Said he: "America needs no superman. It denies the philosophy that runs to the deification of the state." He looked ahead to a world in troubled peace, the demobilization of millions, the final loss of U. S. markets in Europe, the Orient, Africa, Latin America ("The record of the last seven years is proof sufficient that the Roosevelt Administration is incapable of meeting this situation . . ."). He summed up: "And yet this Administration, in nonchalant and sprightly fashion, bluntly asks the American people to grant it at least an additional four years of power."

Lewis for Willkie had for days been the theme of prophetic headlines. About the only people who could not yet believe that Lewis would come out for Willkie were lesser C. I. O. leaders. More than any other man, except Franklin Roosevelt himself, John Lewis had built up the faith of his membership in the President. In union halls, by home radios, they now waited to hear a faint, damning kiss for Willkie, or else John Lewis echoing the President's "A plague o' both your houses!" They heard:

"If not Roosevelt, whom do I recommend? . . . Why, of course, I recommend the election of Wendell L. Willkie as the next President of the United States."

He went on to review Willkie's aims and promises, to affirm that Wendell Willkie could and would keep his promises. They heard of a promise which had not been previously heralded: that Wendell Willkie would give labor full representation in his Government; of "a reasonable hope" that three pro-Willkie, hitherto antiC. I. O. steelmakers (Grace, Girdler, Weir) "will soon execute collective-bargaining contracts with the C. I. O."

Then John Lewis shot his last bolt. Said he: "President Roosevelt will not be re-elected for the third term unless he has the overwhelming support of ... labor. If he is, therefore, re-elected ... I will accept the result as a vote of no confidence, and will retire as president of the Congress of Industrial Organizations at its convention in November."*

"Go to hell!" The speech was over. Announcers again smoothly announced that not C. I. O. but the National Committee of Democrats-for-Willkie had put up the $45,000 for John Lewis' 30 minutes. Burly William Stevenson, a Detroit tool & die maker, handed a wire to a Postal Telegraph clerk: ". . . As far as we are concerned, you can go to hell." The clerk demurred; Mr. Stevenson reluctantly compromised on "go to Hades." C. I. O. autoworkers roared, cursed, rebelled. So did bigwigs in Mr. Lewis' mine union, in C. I. O. Vice President (and Defense Commissioner) Sidney Hillman's clothing workers' union, in many and many another.
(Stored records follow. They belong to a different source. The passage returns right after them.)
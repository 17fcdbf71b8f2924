// Copyright 2025-present Harīṣh Tummalachērla
// SPDX-License-Identifier: Apache-2.0

//! Binary encoding primitives: varint, delta offsets, and fixed-width ranks.
//!
//! Nothing fancy here, just the classics done right. Word starts are strictly
//! ascending, so storing the gaps keeps almost every value under 128 and in a
//! single varint byte. Tree slots are word indices, also usually small. Ranks
//! are stored as raw f64 bits so a round trip is exact.
//!
//! # References
//!
//! - **Varint (LEB128)**: Little-endian base-128 variable-length integer encoding.
//!   Originally from DWARF debugging format (1992+), popularized by Protocol Buffers.
//!   See: DWARF4 specification §7.6 "Variable Length Data", and
//!   Google Protocol Buffers encoding: <https://protobuf.dev/programming-guides/encoding/>

use std::io;

use super::header::MAX_VARINT_BYTES;

fn invalid(message: String) -> io::Error {
    io::Error::new(io::ErrorKind::InvalidData, message)
}

// ============================================================================
// VARINT ENCODING
// ============================================================================

/// Encode a varint to bytes
pub fn encode_varint(mut value: u64, buf: &mut Vec<u8>) {
    loop {
        let byte = (value & 0x7F) as u8;
        value >>= 7;
        if value == 0 {
            buf.push(byte);
            break;
        } else {
            buf.push(byte | 0x80);
        }
    }
}

/// Decode a varint from bytes, returning (value, bytes_consumed)
///
/// Returns an error if:
/// - Buffer is empty
/// - Varint exceeds MAX_VARINT_BYTES (malformed/malicious input)
pub fn decode_varint(bytes: &[u8]) -> io::Result<(u64, usize)> {
    if bytes.is_empty() {
        return Err(io::Error::new(
            io::ErrorKind::UnexpectedEof,
            "Empty buffer for varint",
        ));
    }

    let mut result: u64 = 0;
    let mut shift = 0;
    let mut i = 0;

    while i < bytes.len() && i < MAX_VARINT_BYTES {
        let byte = bytes[i];
        // The tenth byte may only carry the top bit of a u64
        if shift == 63 && byte > 1 {
            return Err(invalid("Varint overflows u64".to_string()));
        }
        result |= ((byte & 0x7F) as u64) << shift;
        i += 1;
        if byte & 0x80 == 0 {
            return Ok((result, i));
        }
        shift += 7;
    }

    // If we get here, either buffer ended mid-varint or varint is too long
    if i >= MAX_VARINT_BYTES {
        Err(invalid(
            "Varint exceeds maximum length (possible corruption)".to_string(),
        ))
    } else {
        Err(io::Error::new(
            io::ErrorKind::UnexpectedEof,
            "Incomplete varint",
        ))
    }
}

/// Decode a varint that must fit in `usize`.
fn decode_usize(bytes: &[u8], pos: &mut usize, what: &str) -> io::Result<usize> {
    let rest = bytes.get(*pos..).unwrap_or_default();
    let (value, consumed) = decode_varint(rest)?;
    *pos += consumed;
    usize::try_from(value).map_err(|_| invalid(format!("{} {} does not fit in usize", what, value)))
}

/// Reject a declared element count that cannot possibly fit in the bytes left.
///
/// Every element takes at least `min_bytes`, so anything larger is corrupt and
/// would otherwise trigger a huge allocation.
fn check_count(count: usize, min_bytes: usize, remaining: usize, what: &str) -> io::Result<()> {
    match count.checked_mul(min_bytes) {
        Some(needed) if needed <= remaining => Ok(()),
        _ => Err(invalid(format!(
            "{} count {} exceeds available bytes {}",
            what, count, remaining
        ))),
    }
}

// ============================================================================
// WORD START OFFSETS (delta + varint)
// ============================================================================

/// Encode strictly ascending offsets as a first value followed by gaps.
pub fn encode_word_starts(starts: &[usize], buf: &mut Vec<u8>) -> io::Result<()> {
    let mut prev = 0usize;
    for (i, &start) in starts.iter().enumerate() {
        let delta = if i == 0 {
            start
        } else {
            start
                .checked_sub(prev)
                .filter(|&d| d > 0)
                .ok_or_else(|| {
                    io::Error::new(
                        io::ErrorKind::InvalidInput,
                        format!("word_starts[{}] = {} is not above {}", i, start, prev),
                    )
                })?
        };
        encode_varint(delta as u64, buf);
        prev = start;
    }
    Ok(())
}

/// Decode exactly `count` offsets. The section must be consumed completely.
pub fn decode_word_starts(bytes: &[u8], count: usize) -> io::Result<Vec<usize>> {
    check_count(count, 1, bytes.len(), "Word start")?;

    let mut starts = Vec::with_capacity(count);
    let mut pos = 0;
    let mut prev = 0usize;
    for i in 0..count {
        let delta = decode_usize(bytes, &mut pos, "Word start delta")?;
        if i > 0 && delta == 0 {
            return Err(invalid(format!("Word start {} repeats its predecessor", i)));
        }
        let start = prev
            .checked_add(delta)
            .ok_or_else(|| invalid(format!("Word start {} overflows", i)))?;
        starts.push(start);
        prev = start;
    }

    if pos != bytes.len() {
        return Err(invalid(format!(
            "Word start section has {} trailing bytes",
            bytes.len() - pos
        )));
    }
    Ok(starts)
}

// ============================================================================
// RANK TREE (varint n, then 2n varint slots)
// ============================================================================

/// Encode the rank tree: leaf count, then every slot of the `2n` array.
pub fn encode_tree(n: usize, data: &[usize], buf: &mut Vec<u8>) {
    encode_varint(n as u64, buf);
    for &slot in data {
        encode_varint(slot as u64, buf);
    }
}

/// Decode the rank tree into `(n, data)` with `data.len() == 2n`.
pub fn decode_tree(bytes: &[u8]) -> io::Result<(usize, Vec<usize>)> {
    let mut pos = 0;
    let n = decode_usize(bytes, &mut pos, "Tree size")?;
    let slots = n
        .checked_mul(2)
        .ok_or_else(|| invalid(format!("Tree size {} overflows", n)))?;
    check_count(slots, 1, bytes.len() - pos, "Tree slot")?;

    let mut data = Vec::with_capacity(slots);
    for _ in 0..slots {
        data.push(decode_usize(bytes, &mut pos, "Tree slot")?);
    }

    if pos != bytes.len() {
        return Err(invalid(format!(
            "Tree section has {} trailing bytes",
            bytes.len() - pos
        )));
    }
    Ok((n, data))
}

// ============================================================================
// RANKS (f64 little-endian)
// ============================================================================

/// Encode ranks as raw little-endian f64 bits.
pub fn encode_ranks(ranks: &[f64], buf: &mut Vec<u8>) {
    buf.reserve(ranks.len() * 8);
    for &rank in ranks {
        buf.extend_from_slice(&rank.to_le_bytes());
    }
}

/// Decode `count` ranks. The section length must be exactly `8 * count`.
pub fn decode_ranks(bytes: &[u8], count: usize) -> io::Result<Vec<f64>> {
    if count.checked_mul(8) != Some(bytes.len()) {
        return Err(invalid(format!(
            "Rank section is {} bytes, expected {} ranks",
            bytes.len(),
            count
        )));
    }
    Ok(bytes
        .chunks_exact(8)
        .map(|chunk| {
            let mut raw = [0u8; 8];
            raw.copy_from_slice(chunk);
            f64::from_le_bytes(raw)
        })
        .collect())
}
These were the shouts of resentment and dissent. There were other voices in a different key. Salaried C. I. O. officials, a few disruptive leftists like the Transport Workers' Mike Quill in Manhattan, Joe Curran of the National Maritime Union, pledged continued loyalty to John Lewis. Packinghouse workers in Illinois, who had stood in sullen silence weeks ago while Villkie pleaded with them, heard Lewis, voted to go with him. Their action might upset the Chicago Democratic plurality, put Illinois safely in the Willkie camp. Many in the rank & file of the mineworkers in Illinois and Pennsylvania loyally got ready to follow their leader. As the voice of labor rolled back at him, John Lewis waited, and listened.

This week the New York Post charged that "the G. O. P." saw Lewis' speech before it was delivered, censored two passages--one of them an appeal to Jewish voters. Said G. O. P. National Chairman Joe Martin: "A flat falsehood."

* Mr. Lewis' United Mine Workers soon holds its biennial elections. He is the only candidate for U. M. W. president.